Going through the data below, please show each line containing the string "FormatFields".

^^^^^^^^

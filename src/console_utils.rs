//! Logging output that plays well with progress bars

use indicatif::MultiProgress;
use std::fmt::Write as _;
use std::io::{self, Write};
use tracing_core::{Event, LevelFilter, Subscriber};
use tracing_subscriber::{
    EnvFilter,
    filter::Directive,
    fmt::{
        FmtContext, FormatEvent, FormatFields, MakeWriter,
        format::{self, Format},
    },
    registry::LookupSpan,
};

/// Targets whose info events are printed without level and target prefix
const PLAIN_TARGETS: [&str; 2] = ["wheel_build", "wheel_build_package"];

/// Writes to stderr, hiding the progress bars while a line is written
#[derive(Clone)]
pub struct IndicatifWriter {
    progress_bars: MultiProgress,
}

impl IndicatifWriter {
    /// Create a writer that suspends the given progress bars
    pub fn new(pb: MultiProgress) -> Self {
        Self { progress_bars: pb }
    }
}

impl io::Write for IndicatifWriter {
    fn write(&mut self, buf: &[u8]) -> io::Result<usize> {
        self.progress_bars.suspend(|| io::stderr().write(buf))
    }

    fn flush(&mut self) -> io::Result<()> {
        self.progress_bars.suspend(|| io::stderr().flush())
    }
}

impl<'a> MakeWriter<'a> for IndicatifWriter {
    type Writer = IndicatifWriter;

    fn make_writer(&'a self) -> Self::Writer {
        self.clone()
    }
}

/// Prints info events of this tool as plain messages and everything else
/// in the default format
pub struct TracingFormatter;

impl<S, N> FormatEvent<S, N> for TracingFormatter
where
    S: Subscriber + for<'a> LookupSpan<'a>,
    N: for<'a> FormatFields<'a> + 'static,
{
    fn format_event(
        &self,
        ctx: &FmtContext<'_, S, N>,
        mut writer: format::Writer<'_>,
        event: &Event<'_>,
    ) -> std::fmt::Result {
        let metadata = event.metadata();

        if *metadata.level() == tracing_core::metadata::Level::INFO
            && is_plain_target(metadata.target())
        {
            ctx.format_fields(writer.by_ref(), event)?;
            writeln!(writer)
        } else {
            let default_format = Format::default().without_time();
            default_format.format_event(ctx, writer, event)
        }
    }
}

fn is_plain_target(target: &str) -> bool {
    PLAIN_TARGETS.iter().any(|plain| {
        target == *plain
            || target
                .strip_prefix(plain)
                .is_some_and(|rest| rest.starts_with("::"))
    })
}

/// Constructs a default [`EnvFilter`] that is used when the user did not specify a custom RUST_LOG.
pub fn get_default_env_filter(
    verbose: LevelFilter,
) -> Result<EnvFilter, tracing_subscriber::filter::ParseError> {
    let level = verbose.to_string().to_lowercase();

    let mut result = EnvFilter::builder().parse(format!("{}={level}", PLAIN_TARGETS[0]))?;
    for target in &PLAIN_TARGETS[1..] {
        result = result.add_directive(format!("{target}={level}").parse::<Directive>()?);
    }

    Ok(result)
}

^^^^^^^^

> _SOLUTION BELOW_
        FmtContext, FormatEvent, FormatFields, MakeWriter,
    N: for<'a> FormatFields<'a> + 'static,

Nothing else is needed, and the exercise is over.